WORK INSTRUCTIONS -> Please work out how many lines in the records below include the word "fresh", and reply with that number only.

Collected data
════
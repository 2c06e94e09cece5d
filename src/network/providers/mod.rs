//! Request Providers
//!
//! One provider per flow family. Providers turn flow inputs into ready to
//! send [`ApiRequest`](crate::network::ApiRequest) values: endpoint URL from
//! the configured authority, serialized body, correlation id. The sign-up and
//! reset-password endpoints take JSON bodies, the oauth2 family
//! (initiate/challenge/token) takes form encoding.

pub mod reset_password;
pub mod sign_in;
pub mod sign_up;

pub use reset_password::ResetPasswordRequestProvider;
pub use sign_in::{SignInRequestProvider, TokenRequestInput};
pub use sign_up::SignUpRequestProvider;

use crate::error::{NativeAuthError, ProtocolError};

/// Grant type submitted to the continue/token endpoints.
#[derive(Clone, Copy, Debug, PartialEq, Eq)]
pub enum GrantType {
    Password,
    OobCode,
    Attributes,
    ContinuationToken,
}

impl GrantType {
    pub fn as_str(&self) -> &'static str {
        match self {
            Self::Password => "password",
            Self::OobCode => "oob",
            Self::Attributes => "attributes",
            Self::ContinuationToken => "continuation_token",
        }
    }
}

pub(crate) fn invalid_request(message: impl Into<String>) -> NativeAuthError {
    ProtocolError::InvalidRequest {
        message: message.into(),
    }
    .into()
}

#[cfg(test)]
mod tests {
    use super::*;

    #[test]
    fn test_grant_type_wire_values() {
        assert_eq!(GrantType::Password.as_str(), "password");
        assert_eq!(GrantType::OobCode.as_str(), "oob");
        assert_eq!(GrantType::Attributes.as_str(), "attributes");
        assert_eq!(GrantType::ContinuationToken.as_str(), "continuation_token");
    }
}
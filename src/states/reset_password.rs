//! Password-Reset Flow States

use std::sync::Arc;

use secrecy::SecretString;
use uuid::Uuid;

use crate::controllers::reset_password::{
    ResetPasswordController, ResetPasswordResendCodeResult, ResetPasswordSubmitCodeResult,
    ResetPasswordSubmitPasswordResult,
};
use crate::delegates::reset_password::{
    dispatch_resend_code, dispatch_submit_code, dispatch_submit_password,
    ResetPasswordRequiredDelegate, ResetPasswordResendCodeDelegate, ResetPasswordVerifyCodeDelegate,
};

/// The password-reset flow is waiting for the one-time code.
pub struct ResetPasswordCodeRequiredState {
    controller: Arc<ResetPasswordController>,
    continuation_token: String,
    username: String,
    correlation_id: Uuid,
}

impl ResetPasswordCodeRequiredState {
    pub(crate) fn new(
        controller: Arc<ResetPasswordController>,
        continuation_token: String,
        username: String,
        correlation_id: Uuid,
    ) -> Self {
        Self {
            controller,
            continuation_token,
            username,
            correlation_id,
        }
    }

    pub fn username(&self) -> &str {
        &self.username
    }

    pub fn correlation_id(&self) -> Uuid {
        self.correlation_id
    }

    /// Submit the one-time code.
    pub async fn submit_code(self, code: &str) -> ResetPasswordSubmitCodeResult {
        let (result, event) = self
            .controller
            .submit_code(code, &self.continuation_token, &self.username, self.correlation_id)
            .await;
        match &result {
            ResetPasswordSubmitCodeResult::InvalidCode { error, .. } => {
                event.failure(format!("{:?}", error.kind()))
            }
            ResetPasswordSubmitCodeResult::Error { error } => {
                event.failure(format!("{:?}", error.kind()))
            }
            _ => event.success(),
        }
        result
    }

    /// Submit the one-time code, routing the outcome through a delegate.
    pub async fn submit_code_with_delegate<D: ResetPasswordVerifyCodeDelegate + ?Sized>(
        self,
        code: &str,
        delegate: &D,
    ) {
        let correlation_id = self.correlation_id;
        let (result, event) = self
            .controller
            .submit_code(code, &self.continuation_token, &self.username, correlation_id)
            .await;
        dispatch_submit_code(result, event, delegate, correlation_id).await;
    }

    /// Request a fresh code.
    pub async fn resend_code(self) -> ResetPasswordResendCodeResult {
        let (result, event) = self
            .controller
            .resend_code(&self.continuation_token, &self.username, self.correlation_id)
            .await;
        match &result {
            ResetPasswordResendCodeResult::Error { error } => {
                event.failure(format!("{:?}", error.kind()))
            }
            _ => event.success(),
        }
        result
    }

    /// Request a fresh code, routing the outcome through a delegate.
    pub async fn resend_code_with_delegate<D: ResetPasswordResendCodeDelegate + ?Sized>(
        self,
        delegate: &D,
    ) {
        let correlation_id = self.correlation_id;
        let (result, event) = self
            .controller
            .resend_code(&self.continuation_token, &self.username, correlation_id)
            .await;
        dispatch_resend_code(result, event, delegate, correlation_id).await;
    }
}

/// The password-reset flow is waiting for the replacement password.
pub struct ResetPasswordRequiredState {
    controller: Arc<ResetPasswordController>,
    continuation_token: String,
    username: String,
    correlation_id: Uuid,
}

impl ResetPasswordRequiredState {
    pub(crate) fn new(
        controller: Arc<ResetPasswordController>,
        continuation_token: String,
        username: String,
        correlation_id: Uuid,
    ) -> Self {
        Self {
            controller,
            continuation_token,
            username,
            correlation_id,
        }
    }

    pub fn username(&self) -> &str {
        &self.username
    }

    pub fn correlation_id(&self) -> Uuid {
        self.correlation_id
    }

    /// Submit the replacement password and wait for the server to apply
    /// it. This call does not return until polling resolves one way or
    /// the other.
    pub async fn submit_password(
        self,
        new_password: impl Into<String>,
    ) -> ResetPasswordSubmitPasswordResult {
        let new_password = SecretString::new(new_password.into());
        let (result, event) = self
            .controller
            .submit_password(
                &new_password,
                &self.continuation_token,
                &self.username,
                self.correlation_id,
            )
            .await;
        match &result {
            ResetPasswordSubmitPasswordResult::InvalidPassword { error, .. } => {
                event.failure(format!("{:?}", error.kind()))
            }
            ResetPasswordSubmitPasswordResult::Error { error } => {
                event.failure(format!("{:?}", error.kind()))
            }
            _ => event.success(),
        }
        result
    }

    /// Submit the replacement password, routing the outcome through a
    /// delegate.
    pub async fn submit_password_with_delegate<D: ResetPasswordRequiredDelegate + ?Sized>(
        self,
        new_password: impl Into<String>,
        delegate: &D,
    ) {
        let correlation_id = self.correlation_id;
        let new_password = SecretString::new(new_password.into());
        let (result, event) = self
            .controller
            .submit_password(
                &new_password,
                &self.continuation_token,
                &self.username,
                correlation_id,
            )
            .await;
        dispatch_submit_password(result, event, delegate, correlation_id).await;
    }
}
════
RESPONSE AREA -> 2